Task statement » When the line containing "let bus = self.bus.clone();" is found in the data below, copy it and each line after it through the line containing "pub async fn handle_task_create(&self, event: TaskCreateEvent)", exactly and with no others.

(Stored data)
..........
//! The agent state machine.
//!
//! Eight stateless handlers, one per subject, each a pure function from
//! (event, store, bus) to side effects. Every handler reads the current
//! conversation from the store at entry — never from a copy in the event —
//! so cross-subject delivery order does not matter. KV or bus failures
//! inside a handler emit `agent-error`, which unwinds the agent; malformed
//! events never panic, they are logged and dropped by the subscription
//! layer.

use colony_bus::{emit, subscribe, BusError, EventBus};
use colony_core::subject::queue;
use colony_core::{
    AgentCreateEvent, AgentDeletedEvent, AgentErrorEvent, AgentFinishEvent,
    AgentRuntimeErrorEvent, AgentStartEvent, AgentId, ConversationProcessor, LlmRequestEvent,
    LlmResponseEvent, Message, TaskCreateEvent, TaskErrorEvent, TaskFinishEvent, ToolCallRequest,
    ToolExecRequestEvent, ToolExecResultsEvent,
};
use colony_store::{AgentRecord, AgentStore};
use std::collections::HashSet;
use std::fmt;
use std::sync::Arc;
use tracing::{debug, error, info, warn};

/// The agent runtime: subscribes under the `agent-runtime` queue group and
/// owns all transitions of agent rows.
pub struct AgentRuntime {
    bus: Arc<dyn EventBus>,
    agents: AgentStore,
    processor: Option<ConversationProcessor>,
}

impl AgentRuntime {
    pub fn new(bus: Arc<dyn EventBus>, agents: AgentStore) -> Self {
        Self {
            bus,
            agents,
            processor: None,
        }
    }

    /// Install a conversation processor, applied after every append. The
    /// processor must preserve tool-call/tool-result pairing.
    pub fn with_processor(mut self, processor: ConversationProcessor) -> Self {
        self.processor = Some(processor);
        self
    }

    /// Install the eight durable subscriptions.
    pub async fn subscribe(self: &Arc<Self>) -> Result<(), BusError> {
        let bus = self.bus.clone();

        macro_rules! handle {
            ($event:ty, $method:ident) => {{
                let this = self.clone();
                subscribe::<$event, _, _>(bus.as_ref(), queue::AGENT_RUNTIME, move |event| {
                    let this = this.clone();
                    async move { this.$method(event).await }
                })
                .await?;
            }};
        }

        handle!(TaskCreateEvent, handle_task_create);
        handle!(AgentCreateEvent, handle_agent_create);
        handle!(AgentStartEvent, handle_agent_start);
        handle!(LlmResponseEvent, handle_llm_response);
        handle!(ToolExecResultsEvent, handle_tool_exec_results);
        handle!(AgentFinishEvent, handle_agent_finish);
        handle!(AgentErrorEvent, handle_agent_error);
        handle!(AgentDeletedEvent, handle_agent_deleted);
        Ok(())
    }

    /// `task-create`: re-emit as `agent-create`, so sub-agent creation can
    /// reuse the same path without going through the launcher.
    pub async fn handle_task_create(&self, event: TaskCreateEvent) {
        info!(agent_id = %event.agent_id, task = %event.task, "task accepted");
        let agent_id = event.agent_id.clone();
        if let Err(err) = emit(self.bus.as_ref(), &AgentCreateEvent::from(event)).await {
            self.fail(&agent_id, err).await;
        }
    }

    /// `agent-create`: write the agent row and start it. The existence check
    /// is the idempotence guard: a redelivered create becomes a no-op.
    pub async fn handle_agent_create(&self, event: AgentCreateEvent) {
        match self.agents.exists(&event.agent_id).await {
            Ok(true) => {
                warn!(agent_id = %event.agent_id, "agent already exists");
                let error = AgentRuntimeErrorEvent::new(
                    event.agent_id.clone(),
                    format!("agent {} already exists", event.agent_id),
                );
                if let Err(err) = emit(self.bus.as_ref(), &error).await {
                    error!(agent_id = %event.agent_id, %err, "failed to emit agent-runtime-error");
                }
                return;
            }
            Ok(false) => {}
            Err(err) => return self.fail(&event.agent_id, err).await,
        }

        let record = AgentRecord {
            agent_id: event.agent_id.clone(),
            task: event.task,
            system_prompt: event.system_prompt,
            tool_schemas: event.tool_schemas,
            messages: event.conversation,
        };
        if let Err(err) = self.agents.save(&record).await {
            return self.fail(&event.agent_id, err).await;
        }
        if let Err(err) = emit(
            self.bus.as_ref(),
            &AgentStartEvent::new(event.agent_id.clone()),
        )
        .await
        {
            self.fail(&event.agent_id, err).await;
        }
    }

    /// `agent-start`: append the task as a user message and request the
    /// first model turn.
    pub async fn handle_agent_start(&self, event: AgentStartEvent) {
        let mut record = match self.agents.get(&event.agent_id).await {
            Ok(record) => record,
            Err(err) => return self.fail(&event.agent_id, err).await,
        };
        record.messages.push(Message::user(record.task.clone()));
        if let Err(err) = self.agents.save(&record).await {
            return self.fail(&event.agent_id, err).await;
        }
        let request = LlmRequestEvent::new(
            event.agent_id.clone(),
            record.prompt(),
            record.tool_schemas.clone(),
        );
        if let Err(err) = emit(self.bus.as_ref(), &request).await {
            self.fail(&event.agent_id, err).await;
        }
    }

    /// `llm-response`: append the response to the stored conversation, then
    /// either fan the tool calls out for execution or finish the agent with
    /// the last assistant text.
    pub async fn handle_llm_response(&self, event: LlmResponseEvent) {
        let mut record = match self.agents.get(&event.agent_id).await {
            Ok(record) => record,
            Err(err) => return self.fail(&event.agent_id, err).await,
        };
        record.messages.extend(event.response.iter().cloned());
        record.messages = self.process(record.messages);
        if let Err(err) = self.agents.save(&record).await {
            return self.fail(&event.agent_id, err).await;
        }

        let tool_calls: Vec<ToolCallRequest> = event
            .response
            .iter()
            .filter_map(|message| match message {
                Message::ToolCall {
                    tool_call_id,
                    tool_name,
                    arguments,
                } => Some(ToolCallRequest {
                    tool_call_id: tool_call_id.clone(),
                    tool_name: tool_name.clone(),
                    arguments: arguments.clone(),
                }),
                _ => None,
            })
            .collect();

        if !tool_calls.is_empty() {
            debug!(agent_id = %event.agent_id, count = tool_calls.len(), "dispatching tool calls");
            let request = ToolExecRequestEvent::new(event.agent_id.clone(), tool_calls);
            if let Err(err) = emit(self.bus.as_ref(), &request).await {
                self.fail(&event.agent_id, err).await;
            }
            return;
        }

        let result = event
            .response
            .iter()
            .rev()
            .find_map(|message| match message {
                Message::Assistant { content } => Some(content.clone()),
                _ => None,
            })
            .unwrap_or_default();
        let finish = AgentFinishEvent::new(event.agent_id.clone(), result);
        if let Err(err) = emit(self.bus.as_ref(), &finish).await {
            self.fail(&event.agent_id, err).await;
        }
    }

    /// `tool-exec-results`: append the results in request order and ask for
    /// the next model turn. A result whose tool-call id already has a stored
    /// tool-result is a redelivery: its append is skipped, but the follow-up
    /// `llm-request` is still emitted so the machine advances.
    pub async fn handle_tool_exec_results(&self, event: ToolExecResultsEvent) {
        let mut record = match self.agents.get(&event.agent_id).await {
            Ok(record) => record,
            Err(err) => return self.fail(&event.agent_id, err).await,
        };

        let stored: HashSet<String> = record
            .messages
            .iter()
            .filter(|message| message.is_tool_result())
            .filter_map(|message| message.tool_call_id().map(str::to_string))
            .collect();
        for result in &event.results {
            if stored.contains(&result.tool_call_id) {
                debug!(
                    agent_id = %event.agent_id,
                    tool_call_id = %result.tool_call_id,
                    "skipping already-recorded tool result"
                );
                continue;
            }
            record.messages.push(Message::tool_result(
                result.tool_call_id.clone(),
                result.tool_name.clone(),
                result.result.clone(),
            ));
        }
        record.messages = self.process(record.messages);
        if let Err(err) = self.agents.save(&record).await {
            return self.fail(&event.agent_id, err).await;
        }

        let request = LlmRequestEvent::new(
            event.agent_id.clone(),
            record.prompt(),
            record.tool_schemas.clone(),
        );
        if let Err(err) = emit(self.bus.as_ref(), &request).await {
            self.fail(&event.agent_id, err).await;
        }
    }

    /// `agent-finish`: primaries re-emit as `task-finish`; every agent is
    /// then scheduled for deletion.
    pub async fn handle_agent_finish(&self, event: AgentFinishEvent) {
        info!(agent_id = %event.agent_id, "agent finished");
        if event.agent_id.is_primary() {
            let finish = TaskFinishEvent::new(event.agent_id.clone(), event.result.clone());
            if let Err(err) = emit(self.bus.as_ref(), &finish).await {
                error!(agent_id = %event.agent_id, %err, "failed to emit task-finish");
            }
        }
        self.delete_agent(&event.agent_id).await;
    }

    /// `agent-error`: symmetric to finish, with `task-error` for primaries.
    pub async fn handle_agent_error(&self, event: AgentErrorEvent) {
        warn!(agent_id = %event.agent_id, error = %event.error, "agent errored");
        if event.agent_id.is_primary() {
            let error = TaskErrorEvent::new(event.agent_id.clone(), event.error.clone());
            if let Err(err) = emit(self.bus.as_ref(), &error).await {
                error!(agent_id = %event.agent_id, %err, "failed to emit task-error");
            }
        }
        self.delete_agent(&event.agent_id).await;
    }

    /// `agent-deleted`: drop the row. Safe to repeat; failures here only
    /// log, since emitting `agent-error` from the cleanup path would loop.
    pub async fn handle_agent_deleted(&self, event: AgentDeletedEvent) {
        if let Err(err) = self.agents.delete(&event.agent_id).await {
            error!(agent_id = %event.agent_id, %err, "failed to delete agent row");
        }
    }

    fn process(&self, messages: Vec<Message>) -> Vec<Message> {
        match &self.processor {
            Some(processor) => processor(messages),
            None => messages,
        }
    }

    async fn delete_agent(&self, agent_id: &AgentId) {
        let deleted = AgentDeletedEvent::new(agent_id.clone());
        if let Err(err) = emit(self.bus.as_ref(), &deleted).await {
            error!(agent_id = %agent_id, %err, "failed to emit agent-deleted");
        }
    }

    /// Convert a handler failure into the `agent-error` unwind path.
    async fn fail(&self, agent_id: &AgentId, cause: impl fmt::Display) {
        error!(agent_id = %agent_id, error = %cause, "agent handler failed");
        let event = AgentErrorEvent::new(agent_id.clone(), cause.to_string());
        if let Err(err) = emit(self.bus.as_ref(), &event).await {
            error!(agent_id = %agent_id, %err, "failed to emit agent-error");
        }
    }
}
..........
Response to the task »
        let bus = self.bus.clone();

        macro_rules! handle {
            ($event:ty, $method:ident) => {{
                let this = self.clone();
                subscribe::<$event, _, _>(bus.as_ref(), queue::AGENT_RUNTIME, move |event| {
                    let this = this.clone();
                    async move { this.$method(event).await }
                })
                .await?;
            }};
        }

        handle!(TaskCreateEvent, handle_task_create);
        handle!(AgentCreateEvent, handle_agent_create);
        handle!(AgentStartEvent, handle_agent_start);
        handle!(LlmResponseEvent, handle_llm_response);
        handle!(ToolExecResultsEvent, handle_tool_exec_results);
        handle!(AgentFinishEvent, handle_agent_finish);
        handle!(AgentErrorEvent, handle_agent_error);
        handle!(AgentDeletedEvent, handle_agent_deleted);
        Ok(())
    }

    /// `task-create`: re-emit as `agent-create`, so sub-agent creation can
    /// reuse the same path without going through the launcher.
    pub async fn handle_task_create(&self, event: TaskCreateEvent) {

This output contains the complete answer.